Mildred in Minneapolis calls in to offer pointers on buying food in dented cans, along with homeopathic cures for botulism. Betsy in Boston says she boils and reuses her dental floss. Norbert, outside Nome, Alaska, reaches the radio station by solar-powered Web phone to boast that he’s been boiling his floss since 1977. Tran, a Buddhist in Aspen, Colo., warns of the dangers of attachment.
And then the host, who today is focusing on personal economies during the recession, turns to me: “Isn’t this all a blessing in disguise, Judith? Haven’t we lost our way, and aren’t we now discovering new, and better, values?” I’m getting such questions regularly these days; my 2006 book, “Not Buying It: My Year Without Shopping,” has unexpectedly made me an oracle.
And then there is the other hand. The downturn is giving us fresh excuses for moral flagellation, of ourselves and others.
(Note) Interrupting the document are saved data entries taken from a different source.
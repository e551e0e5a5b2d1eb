//! [`Records`]: typed, namespaced access to a user's records over any
//! [`EventStore`].
//!
//! This is where keys are built, timestamps assigned, payloads validated, and
//! scans re-sorted. The store itself returns prefix scans in arbitrary order;
//! every list coming out of here is sorted by the timestamp embedded in the
//! key, newest first.

use std::sync::Arc;

use chrono::{DateTime, TimeZone};
use serde::{Deserialize, Serialize};

use crate::{
  Error, Result,
  aggregate::{
    self, DailyTotals, DayWindow, FoodIndex, HealthIndex, Insights, RiskAnalysis,
  },
  clock::{Clock, SystemClock},
  config::AnalysisConfig,
  keys::{self, RecordFamily, UserId},
  record::{LabResult, MetricSample, NutritionEntry, Profile, Record, Stamped, TextNote},
  store::{Entry, EventStore},
};

/// Pagination parameters for [`Records::list`].
#[derive(Debug, Clone, Copy, Default, PartialEq, Eq, Serialize, Deserialize)]
pub struct Page {
  pub limit:  Option<usize>,
  #[serde(default)]
  pub offset: usize,
}

/// Typed repository over an [`EventStore`].
///
/// Cloning is cheap; the store and clock are reference-counted.
pub struct Records<S> {
  store: Arc<S>,
  clock: Arc<dyn Clock>,
}

impl<S> Clone for Records<S> {
  fn clone(&self) -> Self {
    Self { store: Arc::clone(&self.store), clock: Arc::clone(&self.clock) }
  }
}

impl<S: EventStore> Records<S> {
  pub fn new(store: Arc<S>) -> Self {
    Self::with_clock(store, Arc::new(SystemClock::new()))
  }

  pub fn with_clock(store: Arc<S>, clock: Arc<dyn Clock>) -> Self { Self { store, clock } }

  pub fn store(&self) -> &S { &self.store }

  // ── Profile ─────────────────────────────────────────────────────────────

  /// Overwrite the user's profile.
  pub async fn save_profile(&self, user: &UserId, profile: Profile) -> Result<Profile> {
    profile.validate()?;
    let key = keys::singleton_key(RecordFamily::Profile, user);
    let value = serde_json::to_value(&profile)?;
    self.store.set(&key, value).await.map_err(Error::storage)?;
    Ok(profile)
  }

  /// The user's profile, or `None` if they never saved one.
  pub async fn find_profile(&self, user: &UserId) -> Result<Option<Profile>> {
    let key = keys::singleton_key(RecordFamily::Profile, user);
    let value = self.store.get(&key).await.map_err(Error::storage)?;
    Ok(value.map(serde_json::from_value).transpose()?)
  }

  /// The user's profile; [`Error::NotFound`] if absent.
  pub async fn profile(&self, user: &UserId) -> Result<Profile> {
    self
      .find_profile(user)
      .await?
      .ok_or_else(|| Error::NotFound(format!("profile for user {user}")))
  }

  // ── Append-only families ────────────────────────────────────────────────

  /// Validate and store `record` under `family:user:now`.
  ///
  /// Two appends in the same clock tick share a key; the second overwrites
  /// the first.
  pub async fn append<R: Record>(&self, user: &UserId, record: R) -> Result<Stamped<R>> {
    record.validate()?;
    let stamped = Stamped { timestamp: self.clock.now_millis(), record };
    let key = keys::record_key(R::FAMILY, user, stamped.timestamp);
    let value = serde_json::to_value(&stamped)?;
    self.store.set(&key, value).await.map_err(Error::storage)?;
    Ok(stamped)
  }

  /// The record written at exactly `timestamp`.
  pub async fn get<R: Record>(&self, user: &UserId, timestamp: i64) -> Result<Stamped<R>> {
    let key = keys::record_key(R::FAMILY, user, timestamp);
    let value = self
      .store
      .get(&key)
      .await
      .map_err(Error::storage)?
      .ok_or_else(|| Error::NotFound(format!("record {key}")))?;
    Ok(serde_json::from_value(value)?)
  }

  /// Every record of `R`'s family for `user`, newest first.
  pub async fn scan<R: Record>(&self, user: &UserId) -> Result<Vec<Stamped<R>>> {
    let prefix = keys::family_prefix(R::FAMILY, user);
    let entries = self.store.get_by_prefix(&prefix).await.map_err(Error::storage)?;
    sort_newest_first(entries)
  }

  /// One page of [`Records::scan`].
  pub async fn list<R: Record>(&self, user: &UserId, page: Page) -> Result<Vec<Stamped<R>>> {
    let all = self.scan::<R>(user).await?;
    let it = all.into_iter().skip(page.offset);
    Ok(match page.limit {
      Some(limit) => it.take(limit).collect(),
      None => it.collect(),
    })
  }

  /// The newest `n` records, newest first.
  pub async fn latest<R: Record>(&self, user: &UserId, n: usize) -> Result<Vec<Stamped<R>>> {
    self.list(user, Page { limit: Some(n), offset: 0 }).await
  }

  /// How many records of `R`'s family `user` has.
  pub async fn count<R: Record>(&self, user: &UserId) -> Result<usize> {
    let prefix = keys::family_prefix(R::FAMILY, user);
    let entries = self.store.get_by_prefix(&prefix).await.map_err(Error::storage)?;
    Ok(entries.len())
  }

  /// Remove one record. Returns `false` if there was nothing at that key.
  pub async fn delete<R: Record>(&self, user: &UserId, timestamp: i64) -> Result<bool> {
    let key = keys::record_key(R::FAMILY, user, timestamp);
    self.store.delete(&key).await.map_err(Error::storage)
  }

  // ── Derived views ───────────────────────────────────────────────────────

  /// Macro totals for `day`.
  pub async fn daily_totals(&self, user: &UserId, day: &DayWindow) -> Result<DailyTotals> {
    let entries = self.scan::<NutritionEntry>(user).await?;
    Ok(aggregate::daily_totals(&entries, day))
  }

  pub async fn health_index(&self, user: &UserId, cfg: &AnalysisConfig) -> Result<HealthIndex> {
    let samples = self.scan::<MetricSample>(user).await?;
    Ok(aggregate::health_index(&samples, cfg))
  }

  pub async fn food_index<Tz>(
    &self,
    user: &UserId,
    now: &DateTime<Tz>,
    cfg: &AnalysisConfig,
  ) -> Result<FoodIndex>
  where
    Tz: TimeZone,
  {
    let entries = self.scan::<NutritionEntry>(user).await?;
    Ok(aggregate::food_index(&entries, now, cfg))
  }

  /// Summary of how many meals, lab results and text notes `user` logged.
  pub async fn insights(&self, user: &UserId) -> Result<Insights> {
    let meals = self.count::<NutritionEntry>(user).await?;
    let labs = self.count::<LabResult>(user).await?;
    let notes = self.count::<TextNote>(user).await?;
    Ok(aggregate::insights(meals, labs, notes))
  }

  /// Risk analysis over the newest metric samples.
  ///
  /// Fails with [`Error::Precondition`] when the user has no profile; a
  /// default risk level is never returned in that case.
  pub async fn risk_analysis(&self, user: &UserId, cfg: &AnalysisConfig) -> Result<RiskAnalysis> {
    let profile = self.find_profile(user).await?.ok_or_else(|| {
      Error::Precondition(format!("risk analysis requires a profile for user {user}"))
    })?;
    let samples = self.scan::<MetricSample>(user).await?;
    Ok(aggregate::analyze(&profile, &samples, cfg))
  }
}

/// Decode scanned entries and order them by key timestamp, newest first.
///
/// The key, not the payload, is authoritative: it is what the store used to
/// discriminate the write.
fn sort_newest_first<R: Record>(entries: Vec<Entry>) -> Result<Vec<Stamped<R>>> {
  let mut keyed: Vec<(i64, String, Stamped<R>)> = entries
    .into_iter()
    .map(|Entry { key, value }| -> Result<(i64, String, Stamped<R>)> {
      let ts = keys::parse_record_key(&key)
        .map(|(_, _, ts)| ts)
        .ok_or_else(|| {
          <serde_json::Error as serde::de::Error>::custom(format!(
            "malformed record key {key:?}"
          ))
        })?;
      let record: Stamped<R> = serde_json::from_value(value)?;
      Ok((ts, key, record))
    })
    .collect::<Result<_>>()?;

  keyed.sort_by(|a, b| b.0.cmp(&a.0).then_with(|| b.1.cmp(&a.1)));
  Ok(keyed.into_iter().map(|(_, _, r)| r).collect())
}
If yesterday’s White House proselytized shopping, today’s is shaming bankers for their greed.
The message: We sinned with profligacy, and now we repent in parsimony.
Thrift is the new abstinence.
Type “recession is good” into Google and you get more than 35 million hits. Some of these are from unreconstructed bulls, explaining how the downturn can help entrepreneurs, supermarkets, something called “cloud computing” — and, of course, thrift stores. Marketers are linking bad times with good selling. Trend hound Faith Popcorn — who could find consumers among the residents of a Darfurian refugee camp — identifies the next surefire ploy: empathy. She attributes Burger King’s recent gains to its “we-feel-your-pain” ads rather than to the desperation of laid-off workers driven to subsisting on French fries.
NPR’s Martin Caste notices another theme, “dignified deprivation.” He plays an Allstate insurance ad: “People are getting back to the basics — and the basics are good.”
The basics — unemployment, bankruptcy, foreclosure — are allegedly good for community (increased donations to soup kitchens, at least from those who aren’t eating at them); for family (playing Scrabble together aids both parent-child communication and spelling); for love (bonking is free; just forgo the platinum dildo); and good for health, thanks to more home cooking and less junk food consumption (except for McDonald’s).
A typical post from a personal-finance blogger at NorthernCheapskate.com sums it up: “There is potential for personal growth, innovation, and kindness that doesn’t always appear when times are good.” Caste calls it “the virtuous recession.”
The religious Web sites are salivating over the soul-saving opportunities opening up. “Our nation has become defined by a total lack of discipline or temperance. That is a spiritual problem, not a financial one,” preaches a Sheworships.com blogger. She happily predicts the return of modest fashion, premarital chastity, parental patience and preferences for G-rated movies. The hellfire and damnation faction is also finding great material, as it always does, in signs of moral, economic and environmental decline. “So what caused this recession?” thunders Kent Brandenburg at a Web site called What Is Truth. “Greed. What caused the Great Depression? Greed.”
“Of course, it’s very deep rooted,” he avers. “Man is depraved and greed is part of it.” There’s just one solution: Jesus Christ.
The cultural critic Ellen Willis called anti-consumerism “the Puritanism of the left.” If she were alive, she’d see that it is now the Puritanism of the right and the middle as well. The operative word, though, is “Puritanism.” Yes, Buddhists and Jews are seeking their own spiritual silver linings in the economy’s black clouds. But thrift is a Christian virtue: Temperance, prudence and self-denial are good for the soul.
Primitive societies didn’t have much use for saving. They hustled to get in food and fuel for the winter, then kicked back. If extra stuff was amassed, it was often for the express purpose of being squandered. Sacrifices, feasts, potlatches, bacchanalia — these rites might inspire the gods to send status, rain or military victory. But there was religious value simply in going over the top. If frugality was practical, excess was sacred.
The religious orgies of their mystics notwithstanding, early Christians got pretty exercised about excess. In 1571 Martin Luther put it in writing: his 95 Theses condemning the Catholic Church for feeding Mammon with the indulgence fees of the faithful. “Money,” he declared, “is the word of the Devil.”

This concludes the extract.